- [Task to carry out]: Each line of the entries, from the first to the line containing "use rand_chacha::ChaCha8Rng;", is to be transcribed exactly as it stands; include no other lines.

[Stored items]
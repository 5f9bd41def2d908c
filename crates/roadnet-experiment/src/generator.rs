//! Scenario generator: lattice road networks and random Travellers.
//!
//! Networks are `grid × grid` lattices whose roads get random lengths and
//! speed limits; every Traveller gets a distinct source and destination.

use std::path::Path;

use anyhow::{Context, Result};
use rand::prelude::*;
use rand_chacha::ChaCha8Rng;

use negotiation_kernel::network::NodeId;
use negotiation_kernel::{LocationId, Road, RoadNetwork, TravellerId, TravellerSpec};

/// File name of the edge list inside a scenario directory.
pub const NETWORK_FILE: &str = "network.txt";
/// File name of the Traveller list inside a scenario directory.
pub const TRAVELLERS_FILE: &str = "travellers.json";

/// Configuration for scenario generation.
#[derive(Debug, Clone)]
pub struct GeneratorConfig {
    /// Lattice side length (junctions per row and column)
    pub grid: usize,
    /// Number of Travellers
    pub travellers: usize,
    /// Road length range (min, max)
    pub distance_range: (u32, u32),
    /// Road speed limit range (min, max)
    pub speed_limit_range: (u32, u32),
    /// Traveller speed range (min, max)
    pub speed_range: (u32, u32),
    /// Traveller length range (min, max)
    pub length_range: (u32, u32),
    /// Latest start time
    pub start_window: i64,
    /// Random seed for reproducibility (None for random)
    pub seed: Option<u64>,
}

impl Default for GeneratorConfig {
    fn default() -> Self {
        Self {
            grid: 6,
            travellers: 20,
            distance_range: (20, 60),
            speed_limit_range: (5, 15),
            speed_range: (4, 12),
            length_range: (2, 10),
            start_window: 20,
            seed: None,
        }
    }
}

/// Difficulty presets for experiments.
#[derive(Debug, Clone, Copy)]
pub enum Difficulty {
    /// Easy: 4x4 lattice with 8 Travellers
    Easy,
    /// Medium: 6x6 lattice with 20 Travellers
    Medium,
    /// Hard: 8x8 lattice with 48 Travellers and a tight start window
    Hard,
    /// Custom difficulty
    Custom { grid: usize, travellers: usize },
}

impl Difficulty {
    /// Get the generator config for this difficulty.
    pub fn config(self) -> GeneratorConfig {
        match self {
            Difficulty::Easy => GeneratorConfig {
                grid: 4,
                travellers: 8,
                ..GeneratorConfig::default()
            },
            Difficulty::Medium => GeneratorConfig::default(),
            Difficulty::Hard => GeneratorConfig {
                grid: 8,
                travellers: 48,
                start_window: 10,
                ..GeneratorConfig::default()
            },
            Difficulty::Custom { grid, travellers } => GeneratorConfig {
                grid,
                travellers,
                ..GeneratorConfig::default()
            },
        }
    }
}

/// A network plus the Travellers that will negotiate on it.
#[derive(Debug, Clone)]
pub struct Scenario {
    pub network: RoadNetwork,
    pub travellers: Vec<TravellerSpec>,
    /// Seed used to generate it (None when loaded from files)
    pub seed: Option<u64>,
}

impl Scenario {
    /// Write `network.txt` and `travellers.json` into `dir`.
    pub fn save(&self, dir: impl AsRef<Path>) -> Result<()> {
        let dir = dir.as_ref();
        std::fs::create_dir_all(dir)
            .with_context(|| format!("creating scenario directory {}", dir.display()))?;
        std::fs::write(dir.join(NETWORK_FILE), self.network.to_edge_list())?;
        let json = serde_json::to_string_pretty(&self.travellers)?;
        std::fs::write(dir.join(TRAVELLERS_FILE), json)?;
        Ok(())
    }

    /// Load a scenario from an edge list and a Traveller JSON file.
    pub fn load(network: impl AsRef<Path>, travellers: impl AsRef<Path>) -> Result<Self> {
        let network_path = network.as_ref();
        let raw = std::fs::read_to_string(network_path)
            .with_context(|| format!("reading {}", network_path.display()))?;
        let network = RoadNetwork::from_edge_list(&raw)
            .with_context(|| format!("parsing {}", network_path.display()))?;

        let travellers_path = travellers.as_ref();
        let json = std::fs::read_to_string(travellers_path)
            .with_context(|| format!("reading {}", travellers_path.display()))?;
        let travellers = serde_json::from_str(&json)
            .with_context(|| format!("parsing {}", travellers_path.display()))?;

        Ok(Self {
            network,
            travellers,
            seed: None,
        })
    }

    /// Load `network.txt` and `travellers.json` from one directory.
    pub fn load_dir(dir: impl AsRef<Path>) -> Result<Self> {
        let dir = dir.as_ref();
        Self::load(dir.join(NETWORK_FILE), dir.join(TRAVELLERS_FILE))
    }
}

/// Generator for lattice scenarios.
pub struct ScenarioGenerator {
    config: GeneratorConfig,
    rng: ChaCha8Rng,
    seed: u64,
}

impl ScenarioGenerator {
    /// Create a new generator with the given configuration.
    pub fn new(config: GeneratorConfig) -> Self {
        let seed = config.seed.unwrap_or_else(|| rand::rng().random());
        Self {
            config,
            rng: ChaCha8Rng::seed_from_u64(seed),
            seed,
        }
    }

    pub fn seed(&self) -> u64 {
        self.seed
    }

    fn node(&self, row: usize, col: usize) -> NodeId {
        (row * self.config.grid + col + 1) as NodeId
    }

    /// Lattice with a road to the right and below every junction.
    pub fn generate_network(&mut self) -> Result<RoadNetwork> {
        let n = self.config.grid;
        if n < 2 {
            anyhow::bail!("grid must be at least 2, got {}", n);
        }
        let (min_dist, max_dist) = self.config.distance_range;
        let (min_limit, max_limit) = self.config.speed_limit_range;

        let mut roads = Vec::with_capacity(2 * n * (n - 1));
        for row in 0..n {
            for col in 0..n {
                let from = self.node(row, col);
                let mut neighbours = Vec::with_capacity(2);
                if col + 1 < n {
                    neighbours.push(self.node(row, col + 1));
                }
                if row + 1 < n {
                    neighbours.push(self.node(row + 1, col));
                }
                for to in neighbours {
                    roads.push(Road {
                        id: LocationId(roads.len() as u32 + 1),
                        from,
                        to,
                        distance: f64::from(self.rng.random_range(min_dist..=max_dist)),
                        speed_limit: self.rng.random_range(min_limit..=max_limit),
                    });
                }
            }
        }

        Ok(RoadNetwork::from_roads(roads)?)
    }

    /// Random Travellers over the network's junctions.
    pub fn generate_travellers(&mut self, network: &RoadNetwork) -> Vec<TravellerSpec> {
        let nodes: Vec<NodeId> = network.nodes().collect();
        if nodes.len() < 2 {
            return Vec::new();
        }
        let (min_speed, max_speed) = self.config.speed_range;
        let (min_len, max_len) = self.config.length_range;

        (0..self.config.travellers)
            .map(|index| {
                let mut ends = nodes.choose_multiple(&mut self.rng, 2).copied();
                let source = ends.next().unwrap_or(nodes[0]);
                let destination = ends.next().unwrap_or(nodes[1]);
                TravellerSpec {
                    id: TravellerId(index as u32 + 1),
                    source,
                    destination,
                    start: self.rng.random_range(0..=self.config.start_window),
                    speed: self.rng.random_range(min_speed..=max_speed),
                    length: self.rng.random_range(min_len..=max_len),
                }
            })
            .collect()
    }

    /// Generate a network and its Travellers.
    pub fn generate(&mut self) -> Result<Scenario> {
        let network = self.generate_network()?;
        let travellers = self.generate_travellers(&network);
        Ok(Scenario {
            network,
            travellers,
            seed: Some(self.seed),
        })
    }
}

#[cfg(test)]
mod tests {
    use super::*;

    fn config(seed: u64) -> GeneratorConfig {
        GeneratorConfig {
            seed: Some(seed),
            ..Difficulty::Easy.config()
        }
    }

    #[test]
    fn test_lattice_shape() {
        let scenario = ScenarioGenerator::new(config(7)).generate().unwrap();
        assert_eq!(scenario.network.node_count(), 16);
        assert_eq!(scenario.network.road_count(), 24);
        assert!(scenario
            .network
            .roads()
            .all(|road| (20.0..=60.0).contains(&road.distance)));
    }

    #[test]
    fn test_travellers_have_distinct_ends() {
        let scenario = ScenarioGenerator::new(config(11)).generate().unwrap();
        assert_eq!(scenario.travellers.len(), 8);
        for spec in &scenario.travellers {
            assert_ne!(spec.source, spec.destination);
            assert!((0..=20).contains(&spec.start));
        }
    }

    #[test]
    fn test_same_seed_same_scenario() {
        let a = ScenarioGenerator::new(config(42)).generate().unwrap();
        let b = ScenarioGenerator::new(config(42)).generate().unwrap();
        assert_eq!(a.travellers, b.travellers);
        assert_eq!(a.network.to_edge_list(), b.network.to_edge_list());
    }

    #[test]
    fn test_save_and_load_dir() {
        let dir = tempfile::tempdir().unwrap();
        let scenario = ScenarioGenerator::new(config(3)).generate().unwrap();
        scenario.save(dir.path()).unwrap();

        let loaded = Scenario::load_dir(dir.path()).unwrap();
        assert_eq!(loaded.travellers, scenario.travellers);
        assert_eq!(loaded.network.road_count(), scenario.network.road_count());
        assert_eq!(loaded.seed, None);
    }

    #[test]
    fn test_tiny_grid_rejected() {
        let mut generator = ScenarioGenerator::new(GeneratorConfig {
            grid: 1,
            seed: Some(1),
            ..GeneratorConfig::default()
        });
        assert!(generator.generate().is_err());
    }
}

- [Response to this task]:
repository 5f9bd41def2d908c
filename crates/roadnet-experiment/src/generator.rs
//! Scenario generator: lattice road networks and random Travellers.
//!
//! Networks are `grid × grid` lattices whose roads get random lengths and
//! speed limits; every Traveller gets a distinct source and destination.

use std::path::Path;

use anyhow::{Context, Result};
use rand::prelude::*;
use rand_chacha::ChaCha8Rng;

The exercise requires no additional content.